After Bahnik became acquainted with Künstler's work, he arranged for the artist to donate prints to Boys & Girls Club auctions and then ended up buying more than 15 of them himself.
"When I own art, I always like to know the artist," he said. "It makes the art much more meaningful."
Then he bought one original oil of Confederate Gen. "Stonewall" Jackson and another of a wartime religious service into which Künstler painted Bahnik and his wife, Lori, as members of the audience. Künstler frequently paints family, friends and auction donors into his works.
"It just didn't make any sense to have this very popular and talented artist here in Oyster Bay and all he paints is Gettysburg and Virginia," Bahnik said. "I said to him, 'I want you to do a Long Island painting, but, better yet, I want you to do an Oyster Bay painting of Teddy Roosevelt.' He said 'OK. Fine. But I have so many other paintings I have to do.'
"After asking him for at least 10 years, I said 'OK, Mort. Let's stop pussyfooting around. I commission you to do this painting.' He said 'OK, fine. I have two more paintings to finish, and then I will do it.'" Bahnik commissioned the painting for $100,000. Even though it was not part of the commission deal, Künstler included Bahnik, his wife, their son and daughter and their spouses in the painting.

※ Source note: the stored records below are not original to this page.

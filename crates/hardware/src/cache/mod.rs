//! Set-Associative Cache Model.
//!
//! This module implements the tag-only state of a set-associative cache. It
//! provides:
//! 1. **Lines and sets:** `CacheLine` (valid bit, tag, recency stamp), viewed a set at a time through `CacheSet`.
//! 2. **The cache:** `Cache`, one flat line vector sized once from a validated `Geometry`.
//! 3. **Outcomes:** `AccessOutcome`, the classification of a single access.
//!
//! No data is stored; only the presence of a block is tracked. Victim selection
//! lives in [`replacement`].

/// LRU lookup, victim selection, and fill.
pub mod replacement;

use std::fmt;

use serde::Serialize;
use tracing::trace;

pub use self::replacement::ReplacementEngine;
use crate::common::addr::Addr;
use crate::common::error::ConfigError;
use crate::config::Geometry;

/// Classification of one cache access.
#[derive(Clone, Copy, Debug, PartialEq, Eq, Hash, Serialize)]
#[serde(rename_all = "snake_case")]
pub enum AccessOutcome {
    /// The block was resident.
    Hit,
    /// The block was absent and filled an invalid line.
    Miss,
    /// The block was absent and displaced a valid line.
    MissEviction,
}

impl AccessOutcome {
    /// Returns the verbose-trace label: `hit`, `miss`, or `miss eviction`.
    pub const fn as_str(self) -> &'static str {
        match self {
            Self::Hit => "hit",
            Self::Miss => "miss",
            Self::MissEviction => "miss eviction",
        }
    }

    /// Returns `true` for [`AccessOutcome::Hit`].
    #[inline]
    pub const fn is_hit(self) -> bool {
        matches!(self, Self::Hit)
    }

    /// Returns `true` if a valid line was displaced.
    #[inline]
    pub const fn is_eviction(self) -> bool {
        matches!(self, Self::MissEviction)
    }
}

impl fmt::Display for AccessOutcome {
    fn fmt(&self, f: &mut fmt::Formatter<'_>) -> fmt::Result {
        f.write_str(self.as_str())
    }
}

/// Cache line entry.
///
/// `tag` is meaningful only while `valid` is set. `recency` is the engine clock
/// value at the line's last touch; `0` means never touched.
#[derive(Clone, Copy, Debug, Default, PartialEq, Eq)]
pub struct CacheLine {
    /// Whether the line holds a block.
    pub valid: bool,
    /// Tag of the resident block.
    pub tag: u64,
    /// Clock stamp of the last hit or fill.
    pub recency: u64,
}

/// Read-only view of one set: its lines in way order.
///
/// Way order has no meaning beyond slot identity and LRU tie-breaking.
#[derive(Clone, Copy, Debug, PartialEq, Eq)]
pub struct CacheSet<'a> {
    lines: &'a [CacheLine],
}

impl<'a> CacheSet<'a> {
    /// Wraps the lines of one set.
    #[inline]
    pub const fn new(lines: &'a [CacheLine]) -> Self {
        Self { lines }
    }

    /// The lines of this set, in way order.
    #[inline]
    pub const fn lines(&self) -> &'a [CacheLine] {
        self.lines
    }

    /// Associativity of this set.
    #[inline]
    pub const fn ways(&self) -> usize {
        self.lines.len()
    }

    /// Number of lines currently holding a block.
    pub fn valid_count(&self) -> usize {
        self.lines.iter().filter(|line| line.valid).count()
    }

    /// Returns the way holding `tag`, if any.
    pub fn find(&self, tag: u64) -> Option<usize> {
        self.lines
            .iter()
            .position(|line| line.valid && line.tag == tag)
    }
}

/// Tag-only set-associative cache with LRU replacement.
///
/// Lines live in one flat vector of `num_sets * ways` entries; set `i` is the
/// slice `lines[i * ways..(i + 1) * ways]`. The cache owns the recency clock,
/// so independent caches never share state.
#[derive(Clone, Debug)]
pub struct Cache {
    geometry: Geometry,
    lines: Vec<CacheLine>,
    engine: ReplacementEngine,
}

impl Cache {
    /// Allocates a cold cache for `geometry`.
    ///
    /// Every line starts invalid with recency `0`. The line vector is never
    /// resized afterwards.
    ///
    /// # Errors
    ///
    /// Returns [`ConfigError::Allocation`] if the line storage cannot be
    /// reserved.
    pub fn new(geometry: Geometry) -> Result<Self, ConfigError> {
        let total = geometry.total_lines();
        let mut lines = Vec::new();
        lines
            .try_reserve_exact(total)
            .map_err(|source| ConfigError::Allocation {
                lines: total,
                source,
            })?;
        lines.resize(total, CacheLine::default());
        Ok(Self {
            geometry,
            lines,
            engine: ReplacementEngine::new(),
        })
    }

    /// The geometry this cache was built with.
    #[inline]
    pub const fn geometry(&self) -> &Geometry {
        &self.geometry
    }

    /// All sets, indexed by set index.
    pub fn sets(&self) -> impl ExactSizeIterator<Item = CacheSet<'_>> {
        self.lines
            .chunks_exact(self.geometry.ways())
            .map(CacheSet::new)
    }

    /// The set at `index`, or `None` if out of range.
    pub fn set(&self, index: usize) -> Option<CacheSet<'_>> {
        let ways = self.geometry.ways();
        let start = index.checked_mul(ways)?;
        self.lines
            .get(start..start.checked_add(ways)?)
            .map(CacheSet::new)
    }

    /// Current value of the recency clock (number of hits plus fills so far).
    #[inline]
    pub const fn clock(&self) -> u64 {
        self.engine.clock()
    }

    /// Performs one access to `addr`.
    ///
    /// Decodes the address, then lets the replacement engine look up, and
    /// if necessary fill, the selected set.
    ///
    /// # Arguments
    ///
    /// * `addr` - The byte address accessed.
    ///
    /// # Returns
    ///
    /// Whether the access hit, missed, or missed and evicted.
    ///
    /// # Panics
    ///
    /// This function will not panic. `set_index` is masked to `set_bits` bits,
    /// so `set_index < num_sets` and the set's slice lies inside `lines`.
    pub fn access(&mut self, addr: Addr) -> AccessOutcome {
        let decoded = self.geometry.decode(addr);
        let ways = self.geometry.ways();
        let start = decoded.set_index as usize * ways;
        let outcome = self
            .engine
            .access(&mut self.lines[start..start + ways], decoded.tag);
        trace!(
            %addr,
            set = decoded.set_index,
            tag = decoded.tag,
            outcome = outcome.as_str(),
            "cache access"
        );
        outcome
    }

    /// Checks whether the block containing `addr` is resident, without
    /// touching recency.
    pub fn contains(&self, addr: Addr) -> bool {
        let decoded = self.geometry.decode(addr);
        self.set(decoded.set_index as usize)
            .is_some_and(|set| set.find(decoded.tag).is_some())
    }

    /// Number of valid lines across the whole cache.
    pub fn valid_lines(&self) -> usize {
        self.lines.iter().filter(|line| line.valid).count()
    }
}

Künstler said he had never done a local scene because "since my early days as an illustrator, when I was like a brush for hire, I've always been busy with work." He said he has been lucky enough to have a waiting list of private commissions and orders from publishers interested primarily in Civil War images to turn into prints.
"I put in more time on this than any other painting I've done" - four months - which was necessary to include the Bahnik clan and get architectural and other details right, the artist said. "I think this is certainly one of the best I have ever done. Once I got started with it, I began to get so excited."
Doing a lot of research
Künstler said he loves to paint scenes where the original architecture remains intact. And in this case, the backdrop for TR riding in an open car - driven by Bahnik - is the extant Moore Building, which served as the summer offices for TR's presidential staff.
Oyster Bay town historian John Hammond and the Theodore Roosevelt Association provided photographs and background material to Künstler, who included signs for the bicycle shop and bakery in the background as well as flags, bunting and "welcome" signs used at the time.
"People don't realize how much research goes into a painting like this," Künstler said. He read two books about TR, studied the types of cars and wagons used at the time and researched the weather so he could put the proper shadowing on the Moore Building for July. "I learned that the Secret Service accompanied him, so I painted a couple of Secret Service men dressed as Rough Riders, which is kind of a neat thing they did," Künstler said. He also arranged for TR re-enactor James Foote to come to the studio to model a white summer suit and white Panama hat.
The painting is "very accurate as to the details," Hammond said, "but there is no actual documentation of TR being in a car on July Fourth. However, the fact that there is no documentation doesn't mean he wasn't in the village in a car. The Fourth of July was his favorite holiday. He came downtown on many July Fourths." Every year TR gave a speech on the holiday in some city, and in 1906 he gave that speech in Oyster Bay on citizenship.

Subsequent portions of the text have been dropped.